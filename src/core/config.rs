/// Server Configuration
///
/// All settings come from environment variables so the same binary serves
/// both container variants: the STDIO image uses the defaults, the HTTP image
/// sets `MCP_TRANSPORT_MODE=http` and `PORT=8080`.
///
/// Environment Variables:
/// - MCP_TRANSPORT_MODE: "stdio", "http", or "both" (default: "stdio")
/// - HOST: Bind address for HTTP mode (default: "0.0.0.0")
/// - PORT: Port number for HTTP mode (default: 8080)
/// - WORKER_THREADS: HTTP worker count (default: CPU count, max 16)
/// - SPLITFAST_DB: SQLite database path (default: "splitfast.db")
/// - SERVER_NAME: Name reported to clients (default: "SplitFast")
/// - SERVER_VERSION: Version reported to clients (default: crate version)
/// - MCP_SESSION_IDLE_SECS: Idle lifetime of an HTTP session (default: 1800)
/// - MCP_MAX_SESSIONS: Maximum live HTTP sessions (default: 10000)

use std::fmt;
use std::str::FromStr;
use std::time::Duration;

use thiserror::Error;

pub const DEFAULT_SERVER_NAME: &str = "SplitFast";
pub const DEFAULT_DB_PATH: &str = "splitfast.db";
pub const DEFAULT_PORT: u16 = 8080;
pub const DEFAULT_SESSION_IDLE_SECS: u64 = 30 * 60;
pub const DEFAULT_MAX_SESSIONS: usize = 10_000;
const MAX_DEFAULT_WORKERS: usize = 16;

#[derive(Error, Debug, PartialEq, Eq)]
pub enum ConfigError {
    #[error("invalid transport mode '{0}': must be 'stdio', 'http', or 'both'")]
    TransportMode(String),

    #[error("invalid value '{value}' for {key}")]
    Invalid { key: &'static str, value: String },
}

/// How the server talks to clients.
#[derive(Debug, Clone, Copy, PartialEq, Eq)]
pub enum TransportMode {
    /// Newline-delimited JSON-RPC on stdin/stdout.
    Stdio,
    /// Streamable HTTP on HOST:PORT.
    Http,
    /// Both transports concurrently.
    Both,
}

impl FromStr for TransportMode {
    type Err = ConfigError;

    fn from_str(s: &str) -> Result<Self, Self::Err> {
        match s.trim().to_ascii_lowercase().as_str() {
            "stdio" => Ok(Self::Stdio),
            "http" | "streamable-http" => Ok(Self::Http),
            "both" => Ok(Self::Both),
            _ => Err(ConfigError::TransportMode(s.to_string())),
        }
    }
}

impl fmt::Display for TransportMode {
    fn fmt(&self, f: &mut fmt::Formatter<'_>) -> fmt::Result {
        f.write_str(match self {
            Self::Stdio => "stdio",
            Self::Http => "http",
            Self::Both => "both",
        })
    }
}

/// Server metadata reported in `initialize` responses.
#[derive(Debug, Clone, PartialEq, Eq)]
pub struct ServerInfo {
    pub name: String,
    pub version: String,
}

#[derive(Debug, Clone, PartialEq, Eq)]
pub struct Config {
    pub info: ServerInfo,
    pub transport: TransportMode,
    pub host: String,
    pub port: u16,
    pub workers: usize,
    pub db_path: String,
    /// HTTP sessions unused for this long are forgotten.
    pub session_idle: Duration,
    pub max_sessions: usize,
}

impl Config {
    /// Load configuration from the process environment.
    pub fn from_env() -> Result<Self, ConfigError> {
        Self::from_lookup(|key| std::env::var(key).ok())
    }

    /// Load configuration through an arbitrary key lookup.
    pub fn from_lookup(lookup: impl Fn(&str) -> Option<String>) -> Result<Self, ConfigError> {
        let get = |key: &str, default: &str| lookup(key).unwrap_or_else(|| default.to_string());

        let transport = get("MCP_TRANSPORT_MODE", "stdio").parse()?;
        let port = parse_var(&lookup, "PORT")?.unwrap_or(DEFAULT_PORT);
        let workers = parse_var::<usize>(&lookup, "WORKER_THREADS")?
            .filter(|w| *w > 0)
            .unwrap_or_else(|| num_cpus::get().clamp(1, MAX_DEFAULT_WORKERS));
        let session_idle =
            parse_var(&lookup, "MCP_SESSION_IDLE_SECS")?.unwrap_or(DEFAULT_SESSION_IDLE_SECS);
        let max_sessions = parse_var::<usize>(&lookup, "MCP_MAX_SESSIONS")?
            .filter(|m| *m > 0)
            .unwrap_or(DEFAULT_MAX_SESSIONS);

        Ok(Self {
            info: ServerInfo {
                name: get("SERVER_NAME", DEFAULT_SERVER_NAME),
                version: get("SERVER_VERSION", env!("CARGO_PKG_VERSION")),
            },
            transport,
            host: get("HOST", "0.0.0.0"),
            port,
            workers,
            db_path: get("SPLITFAST_DB", DEFAULT_DB_PATH),
            session_idle: Duration::from_secs(session_idle),
            max_sessions,
        })
    }

    /// `host:port` string for the HTTP listener.
    pub fn bind_addr(&self) -> String {
        format!("{}:{}", self.host, self.port)
    }
}

fn parse_var<T: FromStr>(
    lookup: &impl Fn(&str) -> Option<String>,
    key: &'static str,
) -> Result<Option<T>, ConfigError> {
    match lookup(key) {
        None => Ok(None),
        Some(value) => value
            .trim()
            .parse()
            .map(Some)
            .map_err(|_| ConfigError::Invalid { key, value }),
    }
}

★ ★ ★

WORK REQUIRED: Here the job is to transcribe the lines from the first line of the data through the line containing "- HOST: Bind", inclusive, exactly and with nothing else.

RESULT OF THE EXERCISE:
filename src/core/config.rs
/// Server Configuration
///
/// All settings come from environment variables so the same binary serves
/// both container variants: the STDIO image uses the defaults, the HTTP image
/// sets `MCP_TRANSPORT_MODE=http` and `PORT=8080`.
///
/// Environment Variables:
/// - MCP_TRANSPORT_MODE: "stdio", "http", or "both" (default: "stdio")
/// - HOST: Bind address for HTTP mode (default: "0.0.0.0")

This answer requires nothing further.